Le ver est surtout dans le verbe. Les termes de la compétition ont changé. Il ne faut surtout pas être animé d’une certaine probité intellectuelle, d’un souci de vérité et de la prudence du sage pour espérer une bonne réception de son discours. Ce qui est requis pour forcer l’adhésion (suprême vertu) c’est d’abord être une forte gueule. Savoir crier pour forcer l’oreille à entendre. Cela fait mal aux tympans. Et très mal à notre si jeune ‘’vieille’’ démocratie, encore en perpétuelle quête de repères.
C’est une grande tristesse que de le constater, mais les nouveaux habits du jeu politique affichent des couleurs vives qui se nomment arrogance, intolérance et mauvaise foi. Comment ne pas s’étonner que des leaders de parti aspirant à présider aux destinées de ce pays, se fondent sur les ‘’fake news’’ pour tenter à la fois d’intimider et de censurer la presse nationale et étrangère ? Et pourquoi, de façon insidieuse, avoir choisi ce moment très sensible où les nerfs sont tendus, pour livrer toute une corporation à une certaine vindicte populaire ?
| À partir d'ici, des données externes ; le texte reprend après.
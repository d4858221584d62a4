//! Session and message model shared by both orchestrators.
//!
//! Handshake messages are split into two closed enums by the role that
//! receives them: [`InitiatorSessionMessage`] flows towards a responder,
//! [`ResponderSessionMessage`] flows back towards an initiator. Matching on
//! them is exhaustive, so a new handshake step cannot be silently ignored.

use std::fmt;

use bytes::Bytes;
use meshtrust::handshake::messages::{HandshakePayload, InitiatorHelloPayload, ResponderHelloPayload};
use meshtrust::Mac;
use rand::rngs::OsRng;
use rand::RngCore;
use zeroize::Zeroizing;

/// A logical network participant: a name within a group (network).
#[derive(Debug, Clone, PartialEq, Eq, Hash, PartialOrd, Ord)]
pub struct Peer {
    name: String,
    group_id: String,
}

impl Peer {
    pub fn new(name: impl Into<String>, group_id: impl Into<String>) -> Self {
        Self {
            name: name.into(),
            group_id: group_id.into(),
        }
    }

    pub fn name(&self) -> &str {
        &self.name
    }

    pub fn group_id(&self) -> &str {
        &self.group_id
    }
}

impl fmt::Display for Peer {
    fn fmt(&self, f: &mut fmt::Formatter<'_>) -> fmt::Result {
        write!(f, "{}@{}", self.name, self.group_id)
    }
}

/// Identifies one negotiation attempt. Generated by the initiator.
#[derive(Debug, Clone, PartialEq, Eq, Hash)]
pub struct SessionId(String);

impl SessionId {
    /// A fresh random 128-bit id, hex encoded.
    pub fn random() -> Self {
        let mut bytes = [0u8; 16];
        OsRng.fill_bytes(&mut bytes);
        Self(bytes.iter().map(|b| format!("{b:02x}")).collect())
    }

    pub fn as_str(&self) -> &str {
        &self.0
    }
}

impl From<&str> for SessionId {
    fn from(s: &str) -> Self {
        Self(s.to_owned())
    }
}

impl From<String> for SessionId {
    fn from(s: String) -> Self {
        Self(s)
    }
}

impl fmt::Display for SessionId {
    fn fmt(&self, f: &mut fmt::Formatter<'_>) -> fmt::Result {
        f.write_str(&self.0)
    }
}

/// Routing header carried by every handshake message.
#[derive(Debug, Clone, PartialEq, Eq)]
pub struct Header {
    pub source: Peer,
    pub destination: Peer,
    pub session_id: SessionId,
}

impl Header {
    pub fn new(source: Peer, destination: Peer, session_id: SessionId) -> Self {
        Self {
            source,
            destination,
            session_id,
        }
    }

    /// Header for a reply within the same negotiation.
    pub fn reply(&self) -> Self {
        Self {
            source: self.destination.clone(),
            destination: self.source.clone(),
            session_id: self.session_id.clone(),
        }
    }
}

// ── Handshake messages ───────────────────────────────────────────────────

#[derive(Debug, Clone)]
pub struct InitiatorHelloMessage {
    pub header: Header,
    pub payload: InitiatorHelloPayload,
}

/// Post-hello state produced by the hello gateway for the responder:
/// both hellos plus the responder's ephemeral key material.
#[derive(Clone)]
pub struct Step2Message {
    pub header: Header,
    pub initiator_hello: InitiatorHelloPayload,
    pub responder_hello: ResponderHelloPayload,
    pub ephemeral_private: Zeroizing<[u8; 32]>,
    pub ephemeral_public: [u8; 32],
}

impl fmt::Debug for Step2Message {
    fn fmt(&self, f: &mut fmt::Formatter<'_>) -> fmt::Result {
        f.debug_struct("Step2Message")
            .field("header", &self.header)
            .field("initiator_hello", &self.initiator_hello)
            .field("responder_hello", &self.responder_hello)
            .finish_non_exhaustive()
    }
}

#[derive(Debug, Clone)]
pub struct InitiatorHandshakeMessage {
    pub header: Header,
    pub payload: HandshakePayload,
}

#[derive(Debug, Clone)]
pub struct ResponderHelloMessage {
    pub header: Header,
    pub payload: ResponderHelloPayload,
}

#[derive(Debug, Clone)]
pub struct ResponderHandshakeMessage {
    pub header: Header,
    pub payload: HandshakePayload,
}

/// Handshake messages received by the responder side.
#[derive(Debug, Clone)]
pub enum InitiatorSessionMessage {
    InitiatorHello(InitiatorHelloMessage),
    Step2(Step2Message),
    InitiatorHandshake(InitiatorHandshakeMessage),
}

impl InitiatorSessionMessage {
    pub fn header(&self) -> &Header {
        match self {
            InitiatorSessionMessage::InitiatorHello(m) => &m.header,
            InitiatorSessionMessage::Step2(m) => &m.header,
            InitiatorSessionMessage::InitiatorHandshake(m) => &m.header,
        }
    }

    pub fn kind(&self) -> &'static str {
        match self {
            InitiatorSessionMessage::InitiatorHello(_) => "InitiatorHello",
            InitiatorSessionMessage::Step2(_) => "Step2",
            InitiatorSessionMessage::InitiatorHandshake(_) => "InitiatorHandshake",
        }
    }
}

/// Handshake messages received by the initiator side.
#[derive(Debug, Clone)]
pub enum ResponderSessionMessage {
    ResponderHello(ResponderHelloMessage),
    ResponderHandshake(ResponderHandshakeMessage),
}

impl ResponderSessionMessage {
    pub fn header(&self) -> &Header {
        match self {
            ResponderSessionMessage::ResponderHello(m) => &m.header,
            ResponderSessionMessage::ResponderHandshake(m) => &m.header,
        }
    }

    pub fn kind(&self) -> &'static str {
        match self {
            ResponderSessionMessage::ResponderHello(_) => "ResponderHello",
            ResponderSessionMessage::ResponderHandshake(_) => "ResponderHandshake",
        }
    }
}

// ── Application messages ─────────────────────────────────────────────────

/// An outbound payload submitted by the local application.
#[derive(Debug, Clone, PartialEq, Eq)]
pub struct SessionMessage {
    pub destination: Peer,
    pub payload: Bytes,
}

impl SessionMessage {
    pub fn new(destination: Peer, payload: impl Into<Bytes>) -> Self {
        Self {
            destination,
            payload: payload.into(),
        }
    }
}

#[derive(Debug, Clone, PartialEq, Eq)]
pub struct AuthenticatedMessageHeader {
    pub source: Peer,
    pub destination: Peer,
    pub session_id: SessionId,
}

impl AuthenticatedMessageHeader {
    /// Deterministic encoding covered by the MAC: every field u32-length-prefixed.
    pub fn to_mac_bytes(&self) -> Vec<u8> {
        let fields = [
            self.source.name(),
            self.source.group_id(),
            self.destination.name(),
            self.destination.group_id(),
            self.session_id.as_str(),
        ];
        let mut out = Vec::with_capacity(fields.iter().map(|f| f.len() + 4).sum());
        for field in fields {
            out.extend_from_slice(&(field.len() as u32).to_be_bytes());
            out.extend_from_slice(field.as_bytes());
        }
        out
    }
}

/// Wire form of an application payload on an active session.
#[derive(Debug, Clone, PartialEq, Eq)]
pub struct AuthenticatedMessage {
    pub header: AuthenticatedMessageHeader,
    pub payload: Bytes,
    pub mac: Mac,
}

/// A MAC-validated payload delivered to the local application.
#[derive(Debug, Clone, PartialEq, Eq)]
pub struct InboundSessionMessage {
    pub source: Peer,
    pub payload: Bytes,
}

/// What the initiator's outbound queue yields to the transport.
#[derive(Debug, Clone)]
pub enum InitiatorOutbound {
    Session(InitiatorSessionMessage),
    Authenticated(AuthenticatedMessage),
}

/// Lifecycle of a peer (initiator side) or session id (responder side).
#[derive(Debug, Clone, Copy, PartialEq, Eq)]
pub enum SessionState {
    None,
    Pending,
    Active,
}

impl fmt::Display for SessionState {
    fn fmt(&self, f: &mut fmt::Formatter<'_>) -> fmt::Result {
        match self {
            SessionState::None => write!(f, "None"),
            SessionState::Pending => write!(f, "Pending"),
            SessionState::Active => write!(f, "Active"),
        }
    }
}

/// Why buffered messages were released without delivery.
#[derive(Debug, Clone, Copy, PartialEq, Eq)]
pub enum FailureReason {
    /// The negotiation outlived the configured timeout.
    Expired,
    /// The engine rejected a handshake step.
    HandshakeRejected,
}

/// Buffered messages handed back to the application when a negotiation dies.
#[derive(Debug, Clone)]
pub struct DeliveryFailure {
    pub peer: Peer,
    pub session_id: SessionId,
    pub reason: FailureReason,
    /// In original submission order.
    pub undelivered: Vec<SessionMessage>,
}

#[cfg(test)]
mod tests {
    use super::*;

    #[test]
    fn session_ids_are_unique_hex() {
        let a = SessionId::random();
        let b = SessionId::random();
        assert_ne!(a, b);
        assert_eq!(a.as_str().len(), 32);
        assert!(a.as_str().chars().all(|c| c.is_ascii_hexdigit()));
    }

    #[test]
    fn reply_header_swaps_peers() {
        let h = Header::new(Peer::new("A", "net"), Peer::new("B", "net"), "s".into());
        let r = h.reply();
        assert_eq!(r.source, h.destination);
        assert_eq!(r.destination, h.source);
        assert_eq!(r.session_id, h.session_id);
    }

    #[test]
    fn mac_bytes_distinguish_field_boundaries() {
        let a = AuthenticatedMessageHeader {
            source: Peer::new("ab", "c"),
            destination: Peer::new("d", "e"),
            session_id: "s".into(),
        };
        let b = AuthenticatedMessageHeader {
            source: Peer::new("a", "bc"),
            ..a.clone()
        };
        assert_ne!(a.to_mac_bytes(), b.to_mac_bytes());
    }

    #[test]
    fn step2_debug_hides_private_key() {
        let msg = Step2Message {
            header: Header::new(Peer::new("A", "n"), Peer::new("B", "n"), "s".into()),
            initiator_hello: InitiatorHelloPayload {
                ephemeral_public: [1; 32],
                cipher_suites: vec![2],
            },
            responder_hello: ResponderHelloPayload {
                ephemeral_public: [3; 32],
                cipher_suite: 2,
            },
            ephemeral_private: Zeroizing::new([0xEE; 32]),
            ephemeral_public: [3; 32],
        };
        assert!(!format!("{msg:?}").contains("238"));
    }

    #[test]
    fn peer_display() {
        assert_eq!(Peer::new("alice", "net-1").to_string(), "alice@net-1");
    }
}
Et puis quoi ? Qu’est-ce qui a bien changé sous nos Tropiques pour que, subitement, nos politiques veuillent que la presse, qui couvre de la même façon les élections depuis 20 ans, change de fusil d’épaule ? Ce, alors que les chiffres sont partout disponibles au niveau des commissions départementales de recensement des votes (Cdrv) qui centralisent les procès-verbaux des centres de vote. En 2000, ‘’Sud Quotidien’’ n’avait-il barré sa Une sur un magistral ‘’Wade Président’’ dès le lendemain du vote du second tour de la présidentielle ? Et pourquoi, à la Présidentielle de 2012, n’avait-on pas contesté les chiffres qui avaient été distillés à longueur d’onde de radio jusque tard dans la nuit et qui consacraient un second tour ? Oublie-t-on donc que la chute de Me Wade avait alors été accompagnée, tout en décibels et en images, par les radios et télés avant même que la Commission nationale de recensement des votes (Cnrv), qui valide les résultats provisoires, ne rende son verdict ?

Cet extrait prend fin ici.